Event-based programming

  • Yay! Can be cheap to implement

  • Yay! May handle high concurrency

  • Boo! Explicit saving of state is a pain

  • Boo! Application code tends to sprawl out of control

  • Boo! Iffy multicore support

Programming models: threads

  • I/O blocks until complete

  • Concurrent I/O handled through threads

  • Much state is managed implicitly

  • Examples: NIO (Java), Eventlet (Python)

Threaded programming

  • Yay! implicit management of local state

  • Boo! A poor threading system limits concurrency

  • Boo! Managing shared state can be very hard

Modern Haskell

  • Lightweight, powerful, mature concurrency model (< 200 bytes per thread)

  • Blocking I/O, timeout management

  • Good management of shared state, e.g. STM

  • Large family of useful libraries (Hackage FTW)
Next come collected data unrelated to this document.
use reqwest::{Client, Response, StatusCode};
use serde_json::Value;

use super::Broker;
use super::error::BrokerError;
use super::types::{ApplyRequest, ApplyResponse, BrokerStatus, TaskResultResponse};
use crate::config::BrokerConfig;

/// Broker client for a Flower-style REST gateway in front of the task queue.
///
/// Build one at start-up and share it behind an `Arc`; the underlying
/// reqwest client pools connections.
pub struct HttpBroker {
    client: Client,
    base_url: String,
}

impl HttpBroker {
    pub fn new(config: &BrokerConfig) -> Result<Self, BrokerError> {
        let client = Client::builder()
            .connect_timeout(config.connect_timeout())
            .timeout(config.request_timeout())
            .build()
            .map_err(BrokerError::unavailable)?;
        Ok(Self {
            client,
            base_url: config.url.trim_end_matches('/').to_string(),
        })
    }

    pub fn base_url(&self) -> &str {
        &self.base_url
    }

    fn url(&self, path: &str) -> String {
        format!("{}{path}", self.base_url)
    }
}

async fn describe(response: Response) -> String {
    let status = response.status();
    let body = response
        .text()
        .await
        .unwrap_or_else(|_| "unreadable body".to_string());
    format!("gateway returned {}: {}", status.as_u16(), body.trim())
}

impl Broker for HttpBroker {
    async fn ping(&self) -> Result<(), BrokerError> {
        let response = self
            .client
            .get(self.url("/healthcheck"))
            .send()
            .await
            .map_err(BrokerError::unavailable)?;
        if !response.status().is_success() {
            return Err(BrokerError::Unavailable(describe(response).await));
        }
        Ok(())
    }

    async fn enqueue(&self, task: &str, args: Vec<Value>) -> Result<String, BrokerError> {
        let response = self
            .client
            .post(self.url(&format!("/api/task/async-apply/{task}")))
            .json(&ApplyRequest { args })
            .send()
            .await
            .map_err(BrokerError::unavailable)?;

        if !response.status().is_success() {
            return Err(BrokerError::Unavailable(describe(response).await));
        }

        let body = response
            .json::<ApplyResponse>()
            .await
            .map_err(|e| BrokerError::Malformed(e.to_string()))?;
        Ok(body.task_id)
    }

    async fn status(&self, job_id: &str) -> Result<BrokerStatus, BrokerError> {
        let response = self
            .client
            .get(self.url(&format!("/api/task/result/{job_id}")))
            .send()
            .await
            .map_err(BrokerError::transient)?;

        // Flower answers 404 for ids the result store has never seen.
        if response.status() == StatusCode::NOT_FOUND {
            return Ok(BrokerStatus::Pending);
        }
        if !response.status().is_success() {
            return Err(BrokerError::TransientQuery(describe(response).await));
        }

        let body = response
            .json::<TaskResultResponse>()
            .await
            .map_err(|e| BrokerError::Malformed(e.to_string()))?;
        body.into_status()
    }

    async fn cancel(&self, job_id: &str) -> Result<(), BrokerError> {
        let response = self
            .client
            .post(self.url(&format!("/api/task/revoke/{job_id}")))
            .query(&[("terminate", "true")])
            .send()
            .await
            .map_err(BrokerError::unavailable)?;
        if !response.status().is_success() {
            return Err(BrokerError::Unavailable(describe(response).await));
        }
        Ok(())
    }
}

#[cfg(test)]
mod tests {
    use super::*;
    use serde_json::json;
    use wiremock::matchers::{body_json, method, path, query_param};
    use wiremock::{Mock, MockServer, ResponseTemplate};

    fn broker_for(server: &MockServer) -> HttpBroker {
        let config = BrokerConfig {
            url: format!("{}/", server.uri()),
            ..BrokerConfig::default()
        };
        HttpBroker::new(&config).unwrap()
    }

    #[tokio::test]
    async fn base_url_drops_trailing_slash() {
        let server = MockServer::start().await;
        let broker = broker_for(&server);
        assert_eq!(broker.base_url(), server.uri());
    }

    #[tokio::test]
    async fn enqueue_posts_args_and_returns_task_id() {
        let server = MockServer::start().await;
        Mock::given(method("POST"))
            .and(path("/api/task/async-apply/convert_pdf_to_markdown"))
            .and(body_json(json!({"args": ["a.pdf", "JVBERg=="]})))
            .respond_with(
                ResponseTemplate::new(200)
                    .set_body_json(json!({"task-id": "task-1", "state": "PENDING"})),
            )
            .expect(1)
            .mount(&server)
            .await;

        let broker = broker_for(&server);
        let id = broker
            .enqueue(
                "convert_pdf_to_markdown",
                vec![json!("a.pdf"), json!("JVBERg==")],
            )
            .await
            .unwrap();
        assert_eq!(id, "task-1");
    }

    #[tokio::test]
    async fn enqueue_server_error_is_unavailable() {
        let server = MockServer::start().await;
        Mock::given(method("POST"))
            .respond_with(ResponseTemplate::new(503).set_body_string("no workers"))
            .mount(&server)
            .await;

        let broker = broker_for(&server);
        let err = broker.enqueue("convert", vec![]).await.unwrap_err();
        assert_eq!(
            err,
            BrokerError::Unavailable("gateway returned 503: no workers".into())
        );
    }

    #[tokio::test]
    async fn status_decodes_success_payload() {
        let server = MockServer::start().await;
        Mock::given(method("GET"))
            .and(path("/api/task/result/task-1"))
            .respond_with(ResponseTemplate::new(200).set_body_json(json!({
                "task-id": "task-1",
                "state": "SUCCESS",
                "result": {"filename": "a.pdf", "markdown": "# A"}
            })))
            .mount(&server)
            .await;

        let broker = broker_for(&server);
        let status = broker.status("task-1").await.unwrap();
        assert_eq!(
            status,
            BrokerStatus::Success(json!({"filename": "a.pdf", "markdown": "# A"}))
        );
    }

    #[tokio::test]
    async fn status_server_error_is_transient() {
        let server = MockServer::start().await;
        Mock::given(method("GET"))
            .respond_with(ResponseTemplate::new(502))
            .mount(&server)
            .await;

        let broker = broker_for(&server);
        let err = broker.status("task-1").await.unwrap_err();
        assert!(matches!(err, BrokerError::TransientQuery(_)));
    }

    #[tokio::test]
    async fn status_unknown_id_reads_as_pending() {
        let server = MockServer::start().await;
        Mock::given(method("GET"))
            .respond_with(ResponseTemplate::new(404))
            .mount(&server)
            .await;

        let broker = broker_for(&server);
        assert_eq!(broker.status("nope").await.unwrap(), BrokerStatus::Pending);
    }

    #[tokio::test]
    async fn status_garbage_body_is_malformed() {
        let server = MockServer::start().await;
        Mock::given(method("GET"))
            .respond_with(ResponseTemplate::new(200).set_body_string("<html>"))
            .mount(&server)
            .await;

        let broker = broker_for(&server);
        let err = broker.status("task-1").await.unwrap_err();
        assert!(matches!(err, BrokerError::Malformed(_)));
    }

    #[tokio::test]
    async fn cancel_revokes_with_terminate() {
        let server = MockServer::start().await;
        Mock::given(method("POST"))
            .and(path("/api/task/revoke/task-1"))
            .and(query_param("terminate", "true"))
            .respond_with(ResponseTemplate::new(200).set_body_json(json!({"message": "ok"})))
            .expect(1)
            .mount(&server)
            .await;

        let broker = broker_for(&server);
        broker.cancel("task-1").await.unwrap();
    }

    #[tokio::test]
    async fn ping_hits_healthcheck() {
        let server = MockServer::start().await;
        Mock::given(method("GET"))
            .and(path("/healthcheck"))
            .respond_with(ResponseTemplate::new(200).set_body_string("OK"))
            .expect(1)
            .mount(&server)
            .await;

        let broker = broker_for(&server);
        broker.ping().await.unwrap();
    }

    #[tokio::test]
    async fn ping_unreachable_is_unavailable() {
        let config = BrokerConfig {
            url: "http://127.0.0.1:9".into(),
            ..BrokerConfig::default()
        };
        let broker = HttpBroker::new(&config).unwrap();
        let err = broker.ping().await.unwrap_err();
        assert!(matches!(err, BrokerError::Unavailable(_)));
    }
}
  • Native code performance

So where is (was?) the catch?

  • GHC's old I/O manager had some scaling limits

  • Biggest limit: select system call limited us to ~1000 file descriptors

  • Open files/sockets managed via a list

  • Timeouts managed as a sorted list

Our work

  • We rewrote GHC's I/O manager

  • Better OS integration

  • More appropriate data structures

What does this mean for you?

  • We left public APIs untouched

  • You get better scalability for free!

  • Ships in GHC 7

(Oh, and a new event API for masochists)

Better OS integration

  • Use epoll and kqueue instead of select

  • Remove array size limit imposed by select

  • Drop cost from O($n^2$) to O($n$)

Connection management

  • Big-endian Patricia tree to manage file descriptors (Okasaki, Gill, Leijen)

  • Drop cost from O($n^2$) to O($n\ \log\ n$)

Timeout management

  • Use priority search queue to manage timeouts (Hinze)

  • Why a PSQ?

  • Priority: get/remove the next timeout

  • Search: remove arbitrary timeout

  • Drop cost from O($n^2$) to O($n\ \log\ n$)
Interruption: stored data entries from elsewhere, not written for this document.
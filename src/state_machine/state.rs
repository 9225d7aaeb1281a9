use std::fmt;

use serde::{Deserialize, Serialize};

use super::job::{Job, Outcome};
use crate::broker::BrokerStatus;

/// Lifecycle of a conversion job.
///
/// `Pending → Processing → {Succeeded | Failed | TimedOut | Cancelled}`.
/// The last four are terminal.
#[derive(Debug, Clone, Copy, PartialEq, Eq, Hash, Serialize, Deserialize)]
pub enum JobState {
    Pending,
    Processing,
    Succeeded,
    Failed,
    TimedOut,
    Cancelled,
}

impl JobState {
    pub fn is_terminal(&self) -> bool {
        matches!(
            self,
            JobState::Succeeded | JobState::Failed | JobState::TimedOut | JobState::Cancelled
        )
    }
}

impl fmt::Display for JobState {
    fn fmt(&self, f: &mut fmt::Formatter<'_>) -> fmt::Result {
        match self {
            JobState::Pending => write!(f, "PENDING"),
            JobState::Processing => write!(f, "PROCESSING"),
            JobState::Succeeded => write!(f, "SUCCEEDED"),
            JobState::Failed => write!(f, "FAILED"),
            JobState::TimedOut => write!(f, "TIMED_OUT"),
            JobState::Cancelled => write!(f, "CANCELLED"),
        }
    }
}

/// The effect of applying one observation to a job.
#[derive(Debug, Clone, PartialEq)]
pub enum Transition {
    /// Nothing changed: same non-terminal state, or the job was already terminal.
    Stay,
    /// Moved to another non-terminal state.
    Advance(JobState),
    /// Reached a terminal state.
    Finish(Outcome),
}

/// Applies broker observations and timeouts to a [`Job`].
pub struct StateMachine;

impl StateMachine {
    /// Maps a broker status to the terminal outcome it implies, if any.
    pub fn classify(status: &BrokerStatus) -> Option<Outcome> {
        match status {
            BrokerStatus::Pending | BrokerStatus::Started { .. } => None,
            BrokerStatus::Success(payload) => Some(Outcome::Succeeded(payload.clone())),
            BrokerStatus::Failure(reason) => Some(Outcome::Failed(reason.clone())),
            BrokerStatus::Revoked => Some(Outcome::Cancelled("revoked by broker".to_string())),
        }
    }

    /// Applies a status read from the broker.
    ///
    /// Terminal jobs never change; later observations are ignored.
    pub fn observe(job: &mut Job, status: &BrokerStatus) -> Transition {
        if job.state.is_terminal() {
            return Transition::Stay;
        }

        if let Some(outcome) = Self::classify(status) {
            Self::finish(job, outcome.clone());
            return Transition::Finish(outcome);
        }

        if let Some(progress) = status.progress() {
            job.progress = Some(progress);
        }

        let next = match status {
            BrokerStatus::Pending => JobState::Pending,
            _ => JobState::Processing,
        };
        // A job a worker has claimed does not go back to Pending.
        if next == job.state || (job.state == JobState::Processing && next == JobState::Pending) {
            return Transition::Stay;
        }
        job.state = next;
        Transition::Advance(next)
    }

    /// Applies an outcome decided locally, such as a timeout verdict.
    pub fn settle(job: &mut Job, outcome: Outcome) -> Transition {
        if job.state.is_terminal() {
            return Transition::Stay;
        }
        Self::finish(job, outcome.clone());
        Transition::Finish(outcome)
    }

    fn finish(job: &mut Job, outcome: Outcome) {
        job.state = outcome.state();
        job.outcome = Some(outcome);
    }
}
Performance: event handling

  • Long poll benchmark: 64 active clients, $n$ idle

  • At low concurrency, GHC 7 almost identical to GHC 6

  • GHC 6: crash (select limit) at $n = 1,000$

  • GHC 7: slowdown starts around $n = 25,000$

  • GHC 7: my laptop can still keep up at $n = 300,000$

Performance: timeout handling

  • How many timeouts can we process in 10 seconds?

  • GHC 6: 15,000

  • GHC 7: 1.5 million

  • In 20 seconds?

  • GHC 6: 17,000

  • GHC 7: 2.7 million

Future work

  • Got a 10gig network? We need one to stress the code enough to tune it further!
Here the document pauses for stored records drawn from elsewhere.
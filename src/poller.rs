//! Drives a single job from submission to a terminal outcome.
//!
//! The wait budget is counted from the job's submission instant. A query
//! that errors or hangs only costs its own slot in the schedule. When the
//! budget runs out the job is marked `TimedOut` and one revoke request is
//! fired off in the background.
//!
//! A timeout is decided here, not by the broker, so it is written to a
//! verdict ledger shared by every poller built from the same root.
//! Readers consult the ledger before the broker and all report the same
//! outcome for the job.

use std::collections::HashMap;
use std::sync::Arc;
use std::time::Duration;

use tokio::sync::Mutex;
use tokio::time::{Instant, sleep_until, timeout};
use tracing::{debug, info, warn};

use crate::broker::{Broker, BrokerError, BrokerStatus};
use crate::error::DocflowError;
use crate::state_machine::{Job, Outcome, StateMachine, Transition};

/// How long verdicts are kept unless configured otherwise. Matches the
/// broker's default result lifetime.
const DEFAULT_RETENTION: Duration = Duration::from_secs(900);

/// Timing for the status loop.
#[derive(Debug, Clone, Copy, PartialEq, Eq)]
pub struct PollConfig {
    /// Wait between status checks.
    pub interval: Duration,
    /// Hard ceiling on total wait, counted from submission.
    pub max_wait: Duration,
    /// Cadence of progress log lines while waiting.
    pub log_every: Duration,
}

impl Default for PollConfig {
    fn default() -> Self {
        Self {
            interval: Duration::from_secs(1),
            max_wait: Duration::from_secs(3600),
            log_every: Duration::from_secs(30),
        }
    }
}

impl PollConfig {
    pub fn new(interval: Duration, max_wait: Duration, log_every: Duration) -> Result<Self, DocflowError> {
        if interval.is_zero() {
            return Err(DocflowError::InvalidConfig(
                "poll interval must be greater than zero".into(),
            ));
        }
        if max_wait < interval {
            return Err(DocflowError::InvalidConfig(format!(
                "max wait ({max_wait:?}) must be at least the poll interval ({interval:?})"
            )));
        }
        Ok(Self {
            interval,
            max_wait,
            log_every,
        })
    }

    /// Same timing with a different ceiling. Clamped up to one interval.
    pub fn with_max_wait(self, max_wait: Duration) -> Self {
        Self {
            max_wait: max_wait.max(self.interval),
            ..self
        }
    }
}

// Outcomes decided on this side of the broker, keyed by job id.
#[derive(Debug)]
struct Verdicts {
    retention: Duration,
    decided: Mutex<HashMap<String, (Outcome, Instant)>>,
}

impl Verdicts {
    fn new(retention: Duration) -> Self {
        Self {
            retention,
            decided: Mutex::new(HashMap::new()),
        }
    }

    async fn get(&self, job_id: &str) -> Option<Outcome> {
        let decided = self.decided.lock().await;
        decided
            .get(job_id)
            .filter(|(_, at)| at.elapsed() < self.retention)
            .map(|(outcome, _)| outcome.clone())
    }

    // Keeps the first verdict for a job. Returns the earlier one if there was one.
    async fn record(&self, job_id: &str, outcome: Outcome) -> Option<Outcome> {
        let mut decided = self.decided.lock().await;
        let retention = self.retention;
        decided.retain(|_, (_, at)| at.elapsed() < retention);
        if let Some((earlier, _)) = decided.get(job_id) {
            return Some(earlier.clone());
        }
        decided.insert(job_id.to_string(), (outcome, Instant::now()));
        None
    }
}

pub struct StatusPoller<B> {
    broker: Arc<B>,
    config: PollConfig,
    verdicts: Arc<Verdicts>,
}

impl<B> Clone for StatusPoller<B> {
    fn clone(&self) -> Self {
        Self {
            broker: Arc::clone(&self.broker),
            config: self.config,
            verdicts: Arc::clone(&self.verdicts),
        }
    }
}

impl<B: Broker> StatusPoller<B> {
    pub fn new(broker: Arc<B>, config: PollConfig) -> Self {
        Self {
            broker,
            config,
            verdicts: Arc::new(Verdicts::new(DEFAULT_RETENTION)),
        }
    }

    /// Keeps verdicts for `retention` instead of the default.
    pub fn with_retention(self, retention: Duration) -> Self {
        Self {
            verdicts: Arc::new(Verdicts::new(retention)),
            ..self
        }
    }

    /// A poller with other timing that shares this one's broker and verdicts.
    pub fn with_config(&self, config: PollConfig) -> Self {
        Self {
            config,
            ..self.clone()
        }
    }

    pub fn config(&self) -> &PollConfig {
        &self.config
    }

    pub fn broker(&self) -> &Arc<B> {
        &self.broker
    }

    /// Polls until `job` is terminal or its budget is spent.
    pub async fn await_job(&self, job: Job) -> Job {
        self.await_job_with(job, |_, _| {}).await
    }

    /// Like [`await_job`](Self::await_job), calling `on_wait` with every
    /// non-terminal status the broker reports.
    pub async fn await_job_with<F>(&self, mut job: Job, mut on_wait: F) -> Job
    where
        F: FnMut(&Job, &BrokerStatus),
    {
        if job.is_terminal() {
            return job;
        }

        let PollConfig {
            interval,
            max_wait,
            log_every,
        } = self.config;
        let deadline = job.started() + max_wait;
        let mut next_log = job.started() + log_every;

        loop {
            if self.apply_verdict(&mut job).await {
                return job;
            }

            match timeout(interval, self.broker.status(&job.id)).await {
                Ok(Ok(status)) => match StateMachine::observe(&mut job, &status) {
                    Transition::Finish(outcome) => {
                        info!(
                            job_id = %job.id,
                            state = %job.state,
                            elapsed_secs = job.started().elapsed().as_secs_f64(),
                            "job finished"
                        );
                        if let Some(reason) = outcome.reason() {
                            warn!(job_id = %job.id, reason, "job did not succeed");
                        }
                        return job;
                    }
                    Transition::Advance(state) => {
                        debug!(job_id = %job.id, %state, "job changed state");
                        on_wait(&job, &status);
                    }
                    Transition::Stay => on_wait(&job, &status),
                },
                Ok(Err(err)) => {
                    warn!(job_id = %job.id, error = %err, "status query failed, retrying");
                }
                Err(_) => {
                    warn!(
                        job_id = %job.id,
                        timeout_ms = interval.as_millis() as u64,
                        "status query took longer than one interval, retrying"
                    );
                }
            }

            let now = Instant::now();
            if now >= deadline {
                self.abandon(&mut job).await;
                return job;
            }
            if now >= next_log {
                info!(
                    job_id = %job.id,
                    state = %job.state,
                    elapsed_secs = (now - job.started()).as_secs(),
                    "still waiting for job"
                );
                while next_log <= now {
                    next_log += log_every.max(interval);
                }
            }
            sleep_until((now + interval).min(deadline)).await;
        }
    }

    /// One status read under the same budget and verdicts as
    /// [`await_job`](Self::await_job).
    ///
    /// A job past its budget is timed out (and revoked once) whether or not
    /// the read succeeds. Within budget a failed read is returned so the
    /// caller can ask again later.
    pub async fn poll_once(&self, job: &mut Job) -> Result<(), BrokerError> {
        if self.apply_verdict(job).await {
            return Ok(());
        }
        let read = self.broker.status(&job.id).await;
        if let Ok(status) = &read
            && matches!(StateMachine::observe(job, status), Transition::Finish(_))
        {
            return Ok(());
        }
        if job.started().elapsed() >= self.config.max_wait {
            self.abandon(job).await;
            return Ok(());
        }
        read.map(|_| ())
    }

    // True once the job is terminal, taking a recorded verdict if there is one.
    async fn apply_verdict(&self, job: &mut Job) -> bool {
        if job.is_terminal() {
            return true;
        }
        match self.verdicts.get(&job.id).await {
            Some(outcome) => {
                StateMachine::settle(job, outcome);
                true
            }
            None => false,
        }
    }

    // Marks the job timed out and revokes it without waiting for the ack.
    // Only the reader that records the verdict sends the revoke.
    async fn abandon(&self, job: &mut Job) {
        if job.is_terminal() {
            return;
        }
        let verdict = Outcome::TimedOut(format!(
            "no result after {}s, job abandoned",
            self.config.max_wait.as_secs()
        ));
        if let Some(earlier) = self.verdicts.record(&job.id, verdict.clone()).await {
            StateMachine::settle(job, earlier);
            return;
        }
        StateMachine::settle(job, verdict);
        warn!(job_id = %job.id, "job exceeded max wait, revoking");

        let broker = Arc::clone(&self.broker);
        let job_id = job.id.clone();
        tokio::spawn(async move {
            if let Err(err) = broker.cancel(&job_id).await {
                warn!(%job_id, error = %err, "failed to revoke timed out job");
            }
        });
    }
}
  • Per-CPU event managers

  • May be room for constant-factor improvements in low-level OS code

  • Better performance analysis tools

  • Windows support (sorry, we're Unix-only right now)

Thanks!

  • Especially to Simon Marlow, for fixing, and finding workarounds for, some exciting RTS bugs

  • And to John MacFarlane, for his pandoc tool

I can't recommend pandoc enough:

cabal install -fhighlighting pandoc

I wrote these slides using Emacs, pandoc, and make:

slides.html: slides.md
    pandoc --offline -o $@ -s -t slidy $<